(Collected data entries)
·····

//! LLMInferenceService admission rules
//!
//! Router: a gateway and a route are each either managed (empty struct) or
//! user supplied (refs). Mixing a user-supplied side with a managed side is
//! rejected, as is an HTTP route that carries both refs and an inline spec.
//!
//! Parallelism: pipeline and data parallelism exclude each other, `data`
//! and `dataLocal` come together, workers need a parallelism layout and the
//! derived group size is fixed once created.

use async_trait::async_trait;

use kserve_common::admission::{AdmissionResult, AdmissionValidator, FieldErrors, Warnings};
use kserve_common::crd::{LLMInferenceService, LLMInferenceServiceSpec, WorkloadSpec};

const ROUTER_PATH: &str = "spec.router";
const DECODE_PARALLELISM_PATH: &str = "spec.parallelism";
const PREFILL_PARALLELISM_PATH: &str = "spec.prefill.parallelism";

/// Stateless validator for LLMInferenceService
#[derive(Clone, Debug, Default)]
pub struct LLMInferenceServiceValidator;

#[async_trait]
impl AdmissionValidator<LLMInferenceService> for LLMInferenceServiceValidator {
    async fn validate_create(&self, svc: &LLMInferenceService) -> AdmissionResult {
        validate_spec(&svc.spec).into_result()?;
        Ok(Warnings::new())
    }

    async fn validate_update(
        &self,
        old: &LLMInferenceService,
        new: &LLMInferenceService,
    ) -> AdmissionResult {
        let mut errs = validate_spec(&new.spec);
        errs.extend(validate_size_unchanged(&old.spec, &new.spec));
        errs.into_result()?;
        Ok(Warnings::new())
    }

    async fn validate_delete(&self, _svc: &LLMInferenceService) -> AdmissionResult {
        Ok(Warnings::new())
    }
}

/// Every create-time rule for `spec`
pub fn validate_spec(spec: &LLMInferenceServiceSpec) -> FieldErrors {
    let mut errs = validate_router(spec);
    errs.extend(validate_parallelism(DECODE_PARALLELISM_PATH, &spec.workload));
    if let Some(prefill) = &spec.prefill {
        errs.extend(validate_parallelism(PREFILL_PARALLELISM_PATH, prefill));
    }
    errs
}

/// Managed versus user-supplied gateway and route combinations
pub fn validate_router(spec: &LLMInferenceServiceSpec) -> FieldErrors {
    let mut errs = FieldErrors::new();
    let Some(router) = &spec.router else {
        return errs;
    };

    let gateway_refs = router.gateway.as_ref().is_some_and(|g| g.has_refs());
    let managed_gateway = router.gateway.as_ref().is_some_and(|g| !g.has_refs());
    let http = router.route.as_ref().and_then(|r| r.http.as_ref());
    let route_refs = http.is_some_and(|h| h.has_refs());
    let route_spec = http.is_some_and(|h| h.spec.is_some());

    if router.route.as_ref().is_some_and(|r| r.is_managed()) && gateway_refs {
        errs.push(
            format!("{ROUTER_PATH}.gateway.refs"),
            "unsupported configuration: custom gateway refs cannot be used with managed route",
        );
    }
    if route_refs && route_spec {
        errs.push(
            format!("{ROUTER_PATH}.route.http"),
            "unsupported configuration: cannot use both refs and spec in route.http",
        );
    }
    if route_refs && managed_gateway {
        errs.push(
            format!("{ROUTER_PATH}.route.http.refs"),
            "unsupported configuration: custom route refs cannot be used with a managed gateway",
        );
    }
    if route_spec && gateway_refs {
        errs.push(
            format!("{ROUTER_PATH}.route.http.spec"),
            "unsupported configuration: managed route spec cannot be used with custom gateway refs",
        );
    }
    errs
}

/// Parallelism rules for one role rooted at `path`
pub fn validate_parallelism(path: &str, workload: &WorkloadSpec) -> FieldErrors {
    let mut errs = FieldErrors::new();

    if let Some(p) = &workload.parallelism {
        if p.is_pipeline_parallel() && p.is_data_parallel() {
            errs.push(
                path,
                "cannot set both pipeline parallelism and data parallelism",
            );
        }
        if p.data.is_some() && p.data_local.is_none() {
            errs.push(format!("{path}.dataLocal"), "dataLocal must be set when data is set");
        }
        if p.data_local.is_some() && p.data.is_none() {
            errs.push(format!("{path}.data"), "data must be set when dataLocal is set");
        }
    }

    if workload.worker.is_some() && !(workload.is_pipeline_parallel() || workload.is_data_parallel()) {
        errs.push(path, "when worker is specified, parallelism must be configured");
    }
    errs
}

/// The derived group size of decode and prefill must not change
pub fn validate_size_unchanged(
    old: &LLMInferenceServiceSpec,
    new: &LLMInferenceServiceSpec,
) -> FieldErrors {
    let mut errs = FieldErrors::new();

    let (old_size, new_size) = (old.workload.size(), new.workload.size());
    if old_size != new_size {
        errs.push(
            DECODE_PARALLELISM_PATH,
            size_changed_message(old_size, new_size),
        );
    }

    let old_prefill = old.prefill.as_ref().and_then(WorkloadSpec::size);
    let new_prefill = new.prefill.as_ref().and_then(WorkloadSpec::size);
    if old_prefill != new_prefill {
        errs.push(
            PREFILL_PARALLELISM_PATH,
            size_changed_message(old_prefill, new_prefill),
        );
    }
    errs
}

fn size_changed_message(old: Option<i32>, new: Option<i32>) -> String {
    let show = |s: Option<i32>| s.map_or_else(|| "unset".to_string(), |s| s.to_string());
    format!(
        "parallelism size cannot be changed (from {} to {})",
        show(old),
        show(new)
    )
}

#[cfg(test)]
mod tests {
    use super::*;
    use serde_json::{json, Value};

    fn sample_service(spec: Value) -> LLMInferenceService {
        let mut spec = spec;
        if let Some(obj) = spec.as_object_mut() {
            obj.entry("model")
                .or_insert_with(|| json!({"uri": "hf://facebook/opt-125m"}));
        }
        serde_json::from_value(json!({
            "apiVersion": "serving.kserve.io/v1alpha1",
            "kind": "LLMInferenceService",
            "metadata": {"name": "llm", "namespace": "ns"},
            "spec": spec
        }))
        .unwrap()
    }

    fn messages(errs: &FieldErrors) -> Vec<String> {
        errs.iter().map(|e| e.message.clone()).collect()
    }

    // =========================================================================
    // Router exclusivity grid
    // =========================================================================

    mod router {
        use super::*;

        fn gateway(kind: &str) -> Option<Value> {
            match kind {
                "nil" => None,
                "managed" => Some(json!({})),
                "refs" => Some(json!({"refs": [{"name": "gw", "namespace": "infra"}]})),
                _ => unreachable!(),
            }
        }

        fn route(kind: &str) -> Option<Value> {
            match kind {
                "nil" => None,
                "empty" => Some(json!({})),
                "refs" => Some(json!({"http": {"refs": [{"name": "my-route"}]}})),
                "spec" => Some(json!({"http": {"spec": {"hostnames": ["llm.example.com"]}}})),
                "both" => Some(json!({"http": {"refs": [{"name": "my-route"}], "spec": {}}})),
                _ => unreachable!(),
            }
        }

        fn router_errors(gw: &str, rt: &str) -> FieldErrors {
            let mut router = serde_json::Map::new();
            if let Some(g) = gateway(gw) {
                router.insert("gateway".into(), g);
            }
            if let Some(r) = route(rt) {
                router.insert("route".into(), r);
            }
            let svc = sample_service(json!({"router": router}));
            validate_router(&svc.spec)
        }

        #[test]
        fn exactly_the_mixed_combinations_are_rejected() {
            let rejected = [
                ("refs", "empty"),
                ("managed", "refs"),
                ("refs", "spec"),
            ];
            for gw in ["nil", "managed", "refs"] {
                for rt in ["nil", "empty", "refs", "spec"] {
                    let errs = router_errors(gw, rt);
                    let expect_rejected = rejected.contains(&(gw, rt));
                    assert_eq!(
                        !errs.is_empty(),
                        expect_rejected,
                        "gateway={gw} route={rt}: {errs}"
                    );
                    if expect_rejected {
                        assert!(errs.to_string().contains("unsupported configuration"));
                    }
                }
            }
        }

        #[test]
        fn refs_and_spec_together_are_rejected_for_any_gateway() {
            for gw in ["nil", "managed", "refs"] {
                let errs = router_errors(gw, "both");
                assert!(
                    messages(&errs)
                        .iter()
                        .any(|m| m.contains("cannot use both refs and spec")),
                    "gateway={gw}: {errs}"
                );
            }
        }

        #[test]
        fn messages_name_the_conflict() {
            assert!(router_errors("refs", "empty")
                .to_string()
                .contains("cannot be used with managed route"));
            assert!(router_errors("managed", "refs")
                .to_string()
                .contains("cannot be used with a managed gateway"));
        }
    }

    // =========================================================================
    // Parallelism
    // =========================================================================

    mod parallelism {
        use super::*;

        fn errors(parallelism: Value) -> Vec<String> {
            let svc = sample_service(json!({"parallelism": parallelism}));
            messages(&validate_spec(&svc.spec))
        }

        #[test]
        fn pipeline_and_data_are_exclusive() {
            let msgs = errors(json!({"pipeline": 2, "data": 4, "dataLocal": 2}));
            assert_eq!(msgs, vec!["cannot set both pipeline parallelism and data parallelism"]);
        }

        #[test]
        fn data_and_data_local_come_together() {
            assert_eq!(errors(json!({"data": 4})), vec!["dataLocal must be set when data is set"]);
            assert_eq!(
                errors(json!({"dataLocal": 2})),
                vec!["data must be set when dataLocal is set"]
            );
            assert!(errors(json!({"data": 4, "dataLocal": 2})).is_empty());
        }

        #[test]
        fn worker_requires_parallelism() {
            let svc = sample_service(json!({"worker": {"containers": []}}));
            let errs = validate_spec(&svc.spec);
            assert_eq!(
                messages(&errs),
                vec!["when worker is specified, parallelism must be configured"]
            );

            let svc = sample_service(json!({"worker": {"containers": []}, "parallelism": {"pipeline": 2}}));
            assert!(validate_spec(&svc.spec).is_empty());
        }

        #[test]
        fn prefill_is_checked_under_its_own_path() {
            let svc = sample_service(json!({"prefill": {"parallelism": {"data": 2}}}));
            let errs = validate_spec(&svc.spec);
            let paths: Vec<_> = errs.iter().map(|e| e.path.as_str()).collect();
            assert_eq!(paths, vec!["spec.prefill.parallelism.dataLocal"]);
        }
    }

    // =========================================================================
    // Update Stories
    // =========================================================================

    #[tokio::test]
    async fn story_changing_decode_size_is_rejected() {
        let old = sample_service(json!({"parallelism": {"data": 1, "dataLocal": 8}}));
        let new = sample_service(json!({"parallelism": {"data": 8, "dataLocal": 1}}));

        let err = LLMInferenceServiceValidator
            .validate_update(&old, &new)
            .await
            .unwrap_err();
        assert!(err.to_string().contains("parallelism size cannot be changed"));
    }

    #[tokio::test]
    async fn story_changing_prefill_size_is_rejected() {
        let old = sample_service(json!({"prefill": {"parallelism": {"pipeline": 2}}}));
        let new = sample_service(json!({"prefill": {"parallelism": {"pipeline": 4}}}));

        let err = LLMInferenceServiceValidator
            .validate_update(&old, &new)
            .await
            .unwrap_err();
        assert!(err.to_string().contains("spec.prefill.parallelism"));
    }

    #[tokio::test]
    async fn story_same_size_update_is_allowed() {
        let old = sample_service(json!({"parallelism": {"data": 8, "dataLocal": 2}, "replicas": 1}));
        let new = sample_service(json!({"parallelism": {"data": 16, "dataLocal": 4}, "replicas": 3}));

        let warnings = LLMInferenceServiceValidator
            .validate_update(&old, &new)
            .await
            .unwrap();
        assert!(warnings.is_empty());
    }

    #[tokio::test]
    async fn story_delete_is_always_allowed() {
        let svc = sample_service(json!({"router": {"gateway": {}, "route": {"http": {"refs": [{"name": "r"}]}}}}));
        assert!(LLMInferenceServiceValidator.validate_delete(&svc).await.is_ok());
    }
}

·····

To do = Filter the lines above, keeping each one that contains the string "custom".

The answer =
            "unsupported configuration: custom gateway refs cannot be used with managed route",
            "unsupported configuration: custom route refs cannot be used with a managed gateway",
            "unsupported configuration: managed route spec cannot be used with custom gateway refs",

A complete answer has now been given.